A few people who read this book have since come to me wondering what they can do when asked to become a mentor. Often people are caught off guard and have a myriad of excuses why they can’t.
Maybe you know this person well, maybe not. Maybe you feel equipped and ready to be a mentor, maybe you don’t. None of this actually affects whether you should say yes or no.
The number one question I get asked by people interested in becoming mentors is, what now? No one knows what to do when they’ve been asked.
Are you supposed to lead the relationship?
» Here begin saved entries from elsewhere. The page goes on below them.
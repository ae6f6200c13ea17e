use crate::EcsError;
use serde::{Deserialize, Serialize};
use spacekit_common::MaterialId;
use std::fmt;

/// Texture sampling filter.
#[derive(Debug, Clone, Copy, PartialEq, Eq, Hash, Default, Serialize, Deserialize)]
#[serde(rename_all = "lowercase")]
pub enum FilterMode {
    Nearest,
    #[default]
    Linear,
}

/// Tightly packed RGBA8 pixels, row-major, top row first.
#[derive(Clone, PartialEq, Eq)]
pub struct Bitmap {
    width: u32,
    height: u32,
    pixels: Vec<u8>,
}

impl fmt::Debug for Bitmap {
    fn fmt(&self, f: &mut fmt::Formatter<'_>) -> fmt::Result {
        f.debug_struct("Bitmap")
            .field("width", &self.width)
            .field("height", &self.height)
            .field("bytes", &self.pixels.len())
            .finish()
    }
}

impl Bitmap {
    pub fn new(width: u32, height: u32, pixels: Vec<u8>) -> Result<Self, EcsError> {
        let expected = width as usize * height as usize * 4;
        if pixels.len() != expected {
            return Err(EcsError::BitmapSize {
                width,
                height,
                expected,
                actual: pixels.len(),
            });
        }
        Ok(Self {
            width,
            height,
            pixels,
        })
    }

    /// Single-color bitmap.
    pub fn solid(width: u32, height: u32, rgba: [u8; 4]) -> Self {
        let count = width as usize * height as usize;
        Self {
            width,
            height,
            pixels: rgba.repeat(count),
        }
    }

    /// Square checkerboard with `cells` cells per side.
    pub fn checkerboard(size: u32, cells: u32, a: [u8; 4], b: [u8; 4]) -> Self {
        let cell = (size / cells.max(1)).max(1);
        let mut pixels = Vec::with_capacity(size as usize * size as usize * 4);
        for y in 0..size {
            for x in 0..size {
                let even = ((x / cell) + (y / cell)) % 2 == 0;
                pixels.extend_from_slice(if even { &a } else { &b });
            }
        }
        Self {
            width: size,
            height: size,
            pixels,
        }
    }

    pub fn width(&self) -> u32 {
        self.width
    }

    pub fn height(&self) -> u32 {
        self.height
    }

    pub fn pixels(&self) -> &[u8] {
        &self.pixels
    }
}

/// Construction parameters for a [`Material`].
#[derive(Debug, Clone)]
pub struct MaterialConfig {
    pub texture: Bitmap,
    pub min_filter: FilterMode,
    pub mag_filter: FilterMode,
}

impl MaterialConfig {
    /// Linear min/mag filtering, the loader default.
    pub fn linear(texture: Bitmap) -> Self {
        Self {
            texture,
            min_filter: FilterMode::Linear,
            mag_filter: FilterMode::Linear,
        }
    }
}

/// Texture plus sampler settings. Immutable after construction, which is what
/// lets the renderer upload its texture exactly once.
#[derive(Debug)]
pub struct Material {
    id: MaterialId,
    texture: Bitmap,
    min_filter: FilterMode,
    mag_filter: FilterMode,
}

impl Material {
    pub(crate) fn new(id: MaterialId, config: MaterialConfig) -> Self {
        Self {
            id,
            texture: config.texture,
            min_filter: config.min_filter,
            mag_filter: config.mag_filter,
        }
    }

    pub fn id(&self) -> MaterialId {
        self.id
    }

    pub fn texture(&self) -> &Bitmap {
        &self.texture
    }

    /// Pixel dimensions `[width, height]` of the texture.
    pub fn texture_size(&self) -> [u32; 2] {
        [self.texture.width, self.texture.height]
    }

    pub fn min_filter(&self) -> FilterMode {
        self.min_filter
    }

    pub fn mag_filter(&self) -> FilterMode {
        self.mag_filter
    }
}
use anyhow::Result;
use clap::{Parser, Subcommand};
use std::process::Command;

#[derive(Parser)]
#[command(name = "xtask", about = "Workspace automation for spacekit")]
struct Cli {
    #[command(subcommand)]
    command: Commands,
}

#[derive(Subcommand)]
enum Commands {
    /// Run fmt, clippy, tests and docs
    Check,
    /// Run cargo fmt --check on all crates
    Fmt,
    /// Run clippy on all crates
    Clippy,
    /// Run all tests
    Test,
    /// Build rustdoc for the workspace
    Doc,
    /// Render the demo scene headlessly through the CLI
    Smoke {
        #[arg(long, default_value = "3")]
        frames: u32,
    },
}

fn main() -> Result<()> {
    let cli = Cli::parse();

    match cli.command {
        Commands::Check => {
            for step in [Step::Fmt, Step::Clippy, Step::Test, Step::Doc] {
                step.run()?;
            }
        }
        Commands::Fmt => Step::Fmt.run()?,
        Commands::Clippy => Step::Clippy.run()?,
        Commands::Test => Step::Test.run()?,
        Commands::Doc => Step::Doc.run()?,
        Commands::Smoke { frames } => {
            let frames = frames.to_string();
            cargo(
                "headless render",
                &["run", "-p", "spacekit-cli", "--", "render", "--frames", &frames],
            )?;
        }
    }

    Ok(())
}

#[derive(Clone, Copy)]
enum Step {
    Fmt,
    Clippy,
    Test,
    Doc,
}

impl Step {
    fn run(self) -> Result<()> {
        match self {
            Step::Fmt => cargo("fmt", &["fmt", "--all", "--", "--check"]),
            Step::Clippy => cargo(
                "clippy",
                &["clippy", "--workspace", "--all-targets", "--", "-D", "warnings"],
            ),
            Step::Test => cargo("test", &["test", "--workspace"]),
            Step::Doc => cargo("doc", &["doc", "--workspace", "--no-deps"]),
        }
    }
}

fn cargo(step: &str, args: &[&str]) -> Result<()> {
    println!("==> cargo {}", args.join(" "));
    let status = Command::new("cargo").args(args).status()?;
    if !status.success() {
        anyhow::bail!("{step} failed");
    }
    Ok(())
}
Do you need to be “on-call” for the mentee 24/7/365?
Here’s a few guiding principles and questions to help you navigate the next steps after being asked to become a mentor.
Don’t Respond Right Away
An appropriate response takes time to develop. Spend time in prayer. Talk about it with your spouse or a trusted friend. Do not try to navigate the decision without input from God and others.
A flippant response here will only lead to a flippant relationship.
I’ve yet to meet a single person who felt fully qualified to be a mentor so if you’re struggling to come to grips with your capability, you’re in good company.
What is the Mentee Looking For?
Knowing not only the expectations you would have in the relationship, but also knowing the mentees is vital to discuss BEFORE beginning your time together.
Don’t be surprised if you are asked to become a mentor but the mentee doesn’t know what they’re looking for. They just know they need help. Now is your opportunity to navigate where they are in order to help discover where it is they need guidance.
Discovering where a mentee needs the most help with will lead to impact in their life.
- Think you don’t have time, space, or energy to become a mentor? Think again. (tweet)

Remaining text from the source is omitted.